## TASK STATEMENT:
Each line of the data must be reproduced as it appears.

---- EXCERPTED RECORDS

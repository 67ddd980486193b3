//! Typed field access over untyped records.
//!
//! A `FieldReader` wraps one JSON object and hands out typed fields.
//! `null` counts as absent everywhere. Failures are reported as
//! context-free `InvalidField` errors; callers attach the enclosing
//! record path or effect type.

use serde::Deserializer;
use serde_json::{Map, Value};

use crate::config::DecodeOptions;
use crate::error::{FieldIssue, ModelError};
use crate::vocab::WireEnum;

use super::dice::{DiceCost, DiceList};
use super::trigger::Trigger;

/// JSON shape name, for error messages.
pub(crate) fn kind_of(value: &Value) -> &'static str {
    match value {
        Value::Null => "null",
        Value::Bool(_) => "boolean",
        Value::Number(_) => "number",
        Value::String(_) => "string",
        Value::Array(_) => "array",
        Value::Object(_) => "object",
    }
}

fn wrong_type(field: &str, expected: &'static str, found: &Value) -> ModelError {
    ModelError::field(
        field,
        FieldIssue::WrongType {
            expected,
            found: kind_of(found),
        },
    )
}

/// Deserialize through a record decoder so serde and direct decoding
/// share one code path.
pub(crate) fn deserialize_record<'de, D, T>(
    deserializer: D,
    decode: impl FnOnce(&Value) -> Result<T, ModelError>,
) -> Result<T, D::Error>
where
    D: Deserializer<'de>,
{
    let value = <Value as serde::Deserialize>::deserialize(deserializer)?;
    decode(&value).map_err(serde::de::Error::custom)
}

pub(crate) struct FieldReader<'a> {
    fields: &'a Map<String, Value>,
    options: &'a DecodeOptions,
}

impl<'a> FieldReader<'a> {
    pub(crate) fn new(record: &'a Value, options: &'a DecodeOptions) -> Result<Self, ModelError> {
        let fields = record.as_object().ok_or(ModelError::NotARecord {
            found: kind_of(record),
        })?;
        Ok(Self { fields, options })
    }

    pub(crate) fn options(&self) -> &'a DecodeOptions {
        self.options
    }

    fn get(&self, field: &str) -> Option<&'a Value> {
        self.fields.get(field).filter(|value| !value.is_null())
    }

    fn require(&self, field: &str) -> Result<&'a Value, ModelError> {
        self.get(field)
            .ok_or_else(|| ModelError::field(field, FieldIssue::Missing))
    }

    /// The raw `type` string, if any.
    pub(crate) fn discriminator(&self) -> Result<&'a str, ModelError> {
        self.get("type")
            .and_then(Value::as_str)
            .ok_or(ModelError::MissingDiscriminator)
    }

    pub(crate) fn string(&self, field: &str) -> Result<String, ModelError> {
        let value = self.require(field)?;
        value
            .as_str()
            .map(str::to_owned)
            .ok_or_else(|| wrong_type(field, "string", value))
    }

    fn read_int(field: &str, value: &Value) -> Result<i64, ModelError> {
        value.as_i64().ok_or_else(|| wrong_type(field, "integer", value))
    }

    pub(crate) fn int(&self, field: &str) -> Result<i64, ModelError> {
        Self::read_int(field, self.require(field)?)
    }

    pub(crate) fn int_or(&self, field: &str, default: i64) -> Result<i64, ModelError> {
        self.get(field)
            .map_or(Ok(default), |value| Self::read_int(field, value))
    }

    pub(crate) fn bool_or(&self, field: &str, default: bool) -> Result<bool, ModelError> {
        match self.get(field) {
            None => Ok(default),
            Some(value) => value.as_bool().ok_or_else(|| wrong_type(field, "boolean", value)),
        }
    }

    fn read_wire<E: WireEnum>(field: &str, value: &Value) -> Result<E, ModelError> {
        let wire = value.as_str().ok_or_else(|| wrong_type(field, "string", value))?;
        E::decode(wire).map_err(|err| err.at_field(field))
    }

    pub(crate) fn wire<E: WireEnum>(&self, field: &str) -> Result<E, ModelError> {
        Self::read_wire(field, self.require(field)?)
    }

    pub(crate) fn wire_or<E: WireEnum>(&self, field: &str, default: E) -> Result<E, ModelError> {
        Ok(self.opt_wire(field)?.unwrap_or(default))
    }

    pub(crate) fn opt_wire<E: WireEnum>(&self, field: &str) -> Result<Option<E>, ModelError> {
        self.get(field)
            .map(|value| Self::read_wire(field, value))
            .transpose()
    }

    /// A required list of dice costs.
    pub(crate) fn dice(&self, field: &str) -> Result<DiceList, ModelError> {
        let value = self.require(field)?;
        let entries = value
            .as_array()
            .ok_or_else(|| wrong_type(field, "array", value))?;

        entries
            .iter()
            .enumerate()
            .map(|(index, entry)| {
                DiceCost::from_record_with(entry, self.options)
                    .map_err(|err| err.nested(&format!("{field}[{index}]")))
            })
            .collect()
    }

    /// The shared `trigger` field, defaulting to an empty trigger.
    pub(crate) fn trigger(&self) -> Result<Trigger, ModelError> {
        match self.get("trigger") {
            None => Ok(Trigger::default()),
            Some(value) => {
                Trigger::from_record_with(value, self.options).map_err(|err| err.nested("trigger"))
            }
        }
    }

    /// Reject undeclared fields when the options ask for it.
    pub(crate) fn finish(&self, declared: &[&str]) -> Result<(), ModelError> {
        if !self.options.rejects_unknown_fields() {
            return Ok(());
        }
        match self.fields.keys().find(|key| !declared.contains(&key.as_str())) {
            Some(key) => Err(ModelError::field(key.as_str(), FieldIssue::Unrecognized)),
            None => Ok(()),
        }
    }
}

--------

## TASK ANSWER:
repository 67ddd980486193b3
//! Typed field access over untyped records.
//!
//! A `FieldReader` wraps one JSON object and hands out typed fields.
//! `null` counts as absent everywhere. Failures are reported as
//! context-free `InvalidField` errors; callers attach the enclosing
//! record path or effect type.

use serde::Deserializer;
use serde_json::{Map, Value};

use crate::config::DecodeOptions;
use crate::error::{FieldIssue, ModelError};
use crate::vocab::WireEnum;

use super::dice::{DiceCost, DiceList};
use super::trigger::Trigger;

/// JSON shape name, for error messages.
pub(crate) fn kind_of(value: &Value) -> &'static str {
    match value {
        Value::Null => "null",
        Value::Bool(_) => "boolean",
        Value::Number(_) => "number",
        Value::String(_) => "string",
        Value::Array(_) => "array",
        Value::Object(_) => "object",
    }
}

fn wrong_type(field: &str, expected: &'static str, found: &Value) -> ModelError {
    ModelError::field(
        field,
        FieldIssue::WrongType {
            expected,
            found: kind_of(found),
        },
    )
}

/// Deserialize through a record decoder so serde and direct decoding
/// share one code path.
pub(crate) fn deserialize_record<'de, D, T>(
    deserializer: D,
    decode: impl FnOnce(&Value) -> Result<T, ModelError>,
) -> Result<T, D::Error>
where
    D: Deserializer<'de>,
{
    let value = <Value as serde::Deserialize>::deserialize(deserializer)?;
    decode(&value).map_err(serde::de::Error::custom)
}

pub(crate) struct FieldReader<'a> {
    fields: &'a Map<String, Value>,
    options: &'a DecodeOptions,
}

impl<'a> FieldReader<'a> {
    pub(crate) fn new(record: &'a Value, options: &'a DecodeOptions) -> Result<Self, ModelError> {
        let fields = record.as_object().ok_or(ModelError::NotARecord {
            found: kind_of(record),
        })?;
        Ok(Self { fields, options })
    }

    pub(crate) fn options(&self) -> &'a DecodeOptions {
        self.options
    }

    fn get(&self, field: &str) -> Option<&'a Value> {
        self.fields.get(field).filter(|value| !value.is_null())
    }

    fn require(&self, field: &str) -> Result<&'a Value, ModelError> {
        self.get(field)
            .ok_or_else(|| ModelError::field(field, FieldIssue::Missing))
    }

    /// The raw `type` string, if any.
    pub(crate) fn discriminator(&self) -> Result<&'a str, ModelError> {
        self.get("type")
            .and_then(Value::as_str)
            .ok_or(ModelError::MissingDiscriminator)
    }

    pub(crate) fn string(&self, field: &str) -> Result<String, ModelError> {
        let value = self.require(field)?;
        value
            .as_str()
            .map(str::to_owned)
            .ok_or_else(|| wrong_type(field, "string", value))
    }

    fn read_int(field: &str, value: &Value) -> Result<i64, ModelError> {
        value.as_i64().ok_or_else(|| wrong_type(field, "integer", value))
    }

    pub(crate) fn int(&self, field: &str) -> Result<i64, ModelError> {
        Self::read_int(field, self.require(field)?)
    }

    pub(crate) fn int_or(&self, field: &str, default: i64) -> Result<i64, ModelError> {
        self.get(field)
            .map_or(Ok(default), |value| Self::read_int(field, value))
    }

    pub(crate) fn bool_or(&self, field: &str, default: bool) -> Result<bool, ModelError> {
        match self.get(field) {
            None => Ok(default),
            Some(value) => value.as_bool().ok_or_else(|| wrong_type(field, "boolean", value)),
        }
    }

    fn read_wire<E: WireEnum>(field: &str, value: &Value) -> Result<E, ModelError> {
        let wire = value.as_str().ok_or_else(|| wrong_type(field, "string", value))?;
        E::decode(wire).map_err(|err| err.at_field(field))
    }

    pub(crate) fn wire<E: WireEnum>(&self, field: &str) -> Result<E, ModelError> {
        Self::read_wire(field, self.require(field)?)
    }

    pub(crate) fn wire_or<E: WireEnum>(&self, field: &str, default: E) -> Result<E, ModelError> {
        Ok(self.opt_wire(field)?.unwrap_or(default))
    }

    pub(crate) fn opt_wire<E: WireEnum>(&self, field: &str) -> Result<Option<E>, ModelError> {
        self.get(field)
            .map(|value| Self::read_wire(field, value))
            .transpose()
    }

    /// A required list of dice costs.
    pub(crate) fn dice(&self, field: &str) -> Result<DiceList, ModelError> {
        let value = self.require(field)?;
        let entries = value
            .as_array()
            .ok_or_else(|| wrong_type(field, "array", value))?;

        entries
            .iter()
            .enumerate()
            .map(|(index, entry)| {
                DiceCost::from_record_with(entry, self.options)
                    .map_err(|err| err.nested(&format!("{field}[{index}]")))
            })
            .collect()
    }

    /// The shared `trigger` field, defaulting to an empty trigger.
    pub(crate) fn trigger(&self) -> Result<Trigger, ModelError> {
        match self.get("trigger") {
            None => Ok(Trigger::default()),
            Some(value) => {
                Trigger::from_record_with(value, self.options).map_err(|err| err.nested("trigger"))
            }
        }
    }

    /// Reject undeclared fields when the options ask for it.
    pub(crate) fn finish(&self, declared: &[&str]) -> Result<(), ModelError> {
        if !self.options.rejects_unknown_fields() {
            return Ok(());
        }
        match self.fields.keys().find(|key| !declared.contains(&key.as_str())) {
            Some(key) => Err(ModelError::field(key.as_str(), FieldIssue::Unrecognized)),
            None => Ok(()),
        }
    }
}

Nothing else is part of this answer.